Fiamme nella discarica Cogesa: nube nell’aria, analisi dell’Arta

Si sospetta l’autocombustione, ma sono in corso indagini e saranno visionati i filmati delle telecamere Il Comune ha chiesto un monitoraggio. Tornano a protestare i residenti: «La nostra salute è a rischio»

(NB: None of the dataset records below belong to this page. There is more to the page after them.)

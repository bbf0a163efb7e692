//! Assistant chat panel: request lifecycle, phase animation, reveal, attachments, history

pub mod attachments;
pub mod controller;
pub mod history;
pub mod phase;
pub mod request;
pub mod reveal;
pub mod types;

pub use attachments::{classify, AttachmentPipeline, AttachmentSet, AttachmentUpload, ExtractionRoute};
pub use controller::ChatController;
pub use history::{HistorySnapshot, HistoryStore, TurnPatch};
pub use phase::{AnimationOutcome, PhaseAnimator};
pub use request::RequestHandle;
pub use reveal::{RevealCadence, RevealOutcome, StreamRevealer};
pub use types::*;
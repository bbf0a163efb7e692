//! Agentic layer - conversational request orchestration

pub mod chat;
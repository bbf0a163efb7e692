//! Assistant service RPCs
//!
//! The controller only talks to [`AssistantBackend`]; `HttpAssistantBackend` is the
//! reqwest implementation used in production.

pub mod http;
pub mod stream_handler;

pub use http::HttpAssistantBackend;

use crate::util::errors::ExploreResult;
use async_trait::async_trait;
use explore_core_types::{AttachmentFile, ChatRequest, ChatResponse, HealthStatus};
use tokio_util::sync::CancellationToken;

#[async_trait]
pub trait AssistantBackend: Send + Sync {
    /// Sends one chat request. Implementations must stop work and return
    /// `ExploreError::Cancelled` once `cancel` fires.
    async fn send_chat(
        &self,
        request: &ChatRequest,
        bearer_token: &str,
        cancel: &CancellationToken,
    ) -> ExploreResult<ChatResponse>;

    /// Server-side text extraction for binary documents (pdf/doc/docx).
    async fn extract_text(
        &self,
        filename: &str,
        bytes: Vec<u8>,
        bearer_token: &str,
    ) -> ExploreResult<AttachmentFile>;

    async fn health(&self) -> ExploreResult<HealthStatus>;
}
//! Ordered conversation turns
//!
//! Readers hold `Arc` snapshots; every mutation goes through `Arc::make_mut`, so a
//! snapshot handed out earlier never observes a later change.

use super::types::{Turn, TurnId, TurnKind};
use crate::util::errors::{ExploreError, ExploreResult};
use std::sync::Arc;

pub type HistorySnapshot = Arc<Vec<Turn>>;

/// In-place change applied by [`HistoryStore::replace_turn`].
#[derive(Debug, Clone, PartialEq)]
pub enum TurnPatch {
    /// Reveal progress of an assistant turn. Must be a prefix of its content.
    Visible {
        visible_content: String,
        is_revealing: bool,
    },
    /// Stop revealing and keep whatever is visible.
    Cancelled,
}

#[derive(Debug, Clone, Default)]
pub struct HistoryStore {
    turns: HistorySnapshot,
}

impl HistoryStore {
    pub fn new() -> Self {
        Self::default()
    }

    pub fn snapshot(&self) -> HistorySnapshot {
        self.turns.clone()
    }

    pub fn len(&self) -> usize {
        self.turns.len()
    }

    pub fn is_empty(&self) -> bool {
        self.turns.is_empty()
    }

    pub fn get(&self, turn_id: &TurnId) -> Option<&Turn> {
        self.turns.iter().find(|t| &t.id == turn_id)
    }

    pub fn index_of(&self, turn_id: &TurnId) -> Option<usize> {
        self.turns.iter().position(|t| &t.id == turn_id)
    }

    pub fn last_user_index(&self) -> Option<usize> {
        self.turns.iter().rposition(Turn::is_user)
    }

    pub fn append(&mut self, turn: Turn) -> ExploreResult<HistorySnapshot> {
        if self.index_of(&turn.id).is_some() {
            return Err(ExploreError::validation(format!(
                "Turn id already present in history: {}",
                turn.id
            )));
        }
        Arc::make_mut(&mut self.turns).push(turn);
        Ok(self.snapshot())
    }

    /// Keeps every turn up to and including `turn_id`.
    pub fn truncate_after(&mut self, turn_id: &TurnId) -> ExploreResult<HistorySnapshot> {
        let index = self.require_index(turn_id)?;
        if index + 1 < self.turns.len() {
            Arc::make_mut(&mut self.turns).truncate(index + 1);
        }
        Ok(self.snapshot())
    }

    /// Keeps every turn strictly before `turn_id` and returns the turn itself.
    pub fn truncate_from(&mut self, turn_id: &TurnId) -> ExploreResult<Turn> {
        let index = self.require_index(turn_id)?;
        let turns = Arc::make_mut(&mut self.turns);
        let mut removed = turns.split_off(index);
        Ok(removed.swap_remove(0))
    }

    pub fn replace_turn(&mut self, turn_id: &TurnId, patch: TurnPatch) -> ExploreResult<HistorySnapshot> {
        let index = self.require_index(turn_id)?;
        let turn = &mut Arc::make_mut(&mut self.turns)[index];
        let TurnKind::Assistant(reply) = &mut turn.kind else {
            return Err(ExploreError::validation(format!(
                "Only assistant turns can be patched: {}",
                turn_id
            )));
        };

        match patch {
            TurnPatch::Visible {
                visible_content,
                is_revealing,
            } => {
                if !turn.content.starts_with(&visible_content) {
                    return Err(ExploreError::validation(format!(
                        "Visible content is not a prefix of turn content: {}",
                        turn_id
                    )));
                }
                reply.visible_content = visible_content;
                reply.is_revealing = is_revealing && reply.visible_content.len() < turn.content.len();
            }
            TurnPatch::Cancelled => {
                reply.is_revealing = false;
                reply.is_cancelled = true;
            }
        }
        Ok(self.snapshot())
    }

    pub fn remove(&mut self, turn_id: &TurnId) -> ExploreResult<Turn> {
        let index = self.require_index(turn_id)?;
        Ok(Arc::make_mut(&mut self.turns).remove(index))
    }

    pub fn clear(&mut self) {
        if !self.turns.is_empty() {
            self.turns = Arc::new(Vec::new());
        }
    }

    /// Turns before `index`, serialized as request context.
    pub fn context_before(&self, index: usize) -> Vec<explore_core_types::ChatMessage> {
        self.turns
            .iter()
            .take(index)
            .map(Turn::to_chat_message)
            .collect()
    }

    fn require_index(&self, turn_id: &TurnId) -> ExploreResult<usize> {
        self.index_of(turn_id)
            .ok_or_else(|| ExploreError::NotFound(format!("Turn not found: {}", turn_id)))
    }
}
//! Infrastructure layer - assistant service client, credentials

pub mod api;
pub mod auth;

pub use api::{AssistantBackend, HttpAssistantBackend};
pub use auth::{CredentialProvider, StaticCredentialProvider};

SULMONA. Preoccupazione a Sulmona per un nuovo incendio scoppiato nella discarica del Cogesa, in località Noce Mattei. Alcuni rifiuti indifferenziati, su un terreno attiguo all’impianto di smaltimento, sono andati in fiamme. Sul posto sono prontamente intervenuti i vigili del fuoco, con due mezzi, per contenere le fiamme ed evitare la propagazione delle stesse.
LE CAUSE
A innescare il rogo potrebbe essere stato il processo di autocombustione, ma al vaglio ci sono le immagini delle telecamere di videosorveglianza. L’incendio ha provocato una nube nera, visibile non solo nella frazione Marane, che ha allertato i residenti.
Lo SPEGNIMENTO
Sul posto sono intervenuti la polizia locale, i carabinieri e gli agenti del commissariato per perlustrare la zona. A spegnere completamente l’incendio sono stati i vigili del fuoco e gli stessi dipendenti del Cogesa, con gli idranti in dotazione all’azienda, che poi hanno provveduto a separare i mucchi bruciati di immondizie.
CONTROLLI ARTA
Il Comune di Sulmona, di concerto con i vigili del fuoco, si è messo in contatto con l’Arta, l’Agenzia regionale per la tutela dell’ambiente, al fine di rilevare l’eventuale presenza di sostanze tossiche nell’aria. Dovranno essere svolti accertamenti specifici in ordine alla natura dell’incendio e alle possibili conseguenze per l’odore acre e nauseabondo avvertito nella zona. Anche l’ipotesi di un’eventuale autocombustione è presa in considerazione. Gli sforzi delle squadre di emergenza e delle autorità locali sono ora focalizzati a proteggere la salute e la sicurezza dei cittadini.
PRECEDENTI
Il Cogesa non è nuovo a episodi di questo genere. A luglio di un anno fa ci fu un incendio di vaste proporzioni di natura dolosa in quanto dalle immagini delle telecamere spuntò un’auto che arrivò a fari accesi, dalla quale scesero più persone che poi scavalcarono la recinzione, dando fuoco alla discarica, per poi rimettersi in auto e fuggire. Inoltre, nei mesi precedenti a quest’episodio, si verificarono altri roghi. Mentre attentati incendiari ci furono nel 2019 quando ignoti diedero fuoco a cinque mezzi in uso alla società partecipata. Vicenda questa che è rimasta avvolta nel mistero.
RESIDENTI PREOCCUPATI
L’ennesimo incendio nella stessa area preoccupa ulteriormente i cittadini. «Quel che è certo è che ancora una volta ci troviamo di fronte ad un evento dove a farne le spese sono la salute dei cittadini e l’ambiente», affermano i residenti. Che in passato hanno dato vita a proteste anti-discarica.